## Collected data
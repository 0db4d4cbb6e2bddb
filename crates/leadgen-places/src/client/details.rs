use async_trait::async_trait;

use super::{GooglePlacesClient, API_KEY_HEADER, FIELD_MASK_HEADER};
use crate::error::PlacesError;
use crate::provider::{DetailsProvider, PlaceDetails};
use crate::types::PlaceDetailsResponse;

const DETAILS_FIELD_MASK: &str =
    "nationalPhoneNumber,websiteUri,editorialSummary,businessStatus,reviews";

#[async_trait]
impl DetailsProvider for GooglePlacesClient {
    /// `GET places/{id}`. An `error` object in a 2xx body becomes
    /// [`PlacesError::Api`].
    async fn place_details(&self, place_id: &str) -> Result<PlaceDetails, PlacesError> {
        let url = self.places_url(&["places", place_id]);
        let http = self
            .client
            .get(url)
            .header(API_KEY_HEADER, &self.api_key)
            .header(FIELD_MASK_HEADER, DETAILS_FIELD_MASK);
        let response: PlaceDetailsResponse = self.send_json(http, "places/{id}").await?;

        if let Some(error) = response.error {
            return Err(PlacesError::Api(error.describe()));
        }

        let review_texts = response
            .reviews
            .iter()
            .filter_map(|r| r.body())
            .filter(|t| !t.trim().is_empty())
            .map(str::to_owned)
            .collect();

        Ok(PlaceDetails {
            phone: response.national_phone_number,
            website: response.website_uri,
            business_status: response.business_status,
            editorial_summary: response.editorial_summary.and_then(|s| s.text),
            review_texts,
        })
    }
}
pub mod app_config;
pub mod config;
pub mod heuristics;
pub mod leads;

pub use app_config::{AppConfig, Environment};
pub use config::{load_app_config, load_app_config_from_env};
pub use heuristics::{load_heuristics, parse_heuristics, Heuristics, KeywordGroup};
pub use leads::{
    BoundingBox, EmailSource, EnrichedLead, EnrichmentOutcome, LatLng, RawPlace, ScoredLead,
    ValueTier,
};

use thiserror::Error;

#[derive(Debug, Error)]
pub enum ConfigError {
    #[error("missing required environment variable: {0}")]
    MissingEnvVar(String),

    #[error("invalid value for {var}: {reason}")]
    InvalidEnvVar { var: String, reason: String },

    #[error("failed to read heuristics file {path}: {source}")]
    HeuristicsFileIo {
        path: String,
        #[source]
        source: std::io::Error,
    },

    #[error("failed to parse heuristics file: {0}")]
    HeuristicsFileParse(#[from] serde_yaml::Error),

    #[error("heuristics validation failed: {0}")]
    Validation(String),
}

## Work order
Return, please, the lines of the data from the first through the line containing "use crate::error::PlacesError;", both kept, exactly as they stand and nothing more.

## Output of the exercise
repository 0db4d4cbb6e2bddb
filename crates/leadgen-places/src/client/details.rs
use async_trait::async_trait;

use super::{GooglePlacesClient, API_KEY_HEADER, FIELD_MASK_HEADER};
use crate::error::PlacesError;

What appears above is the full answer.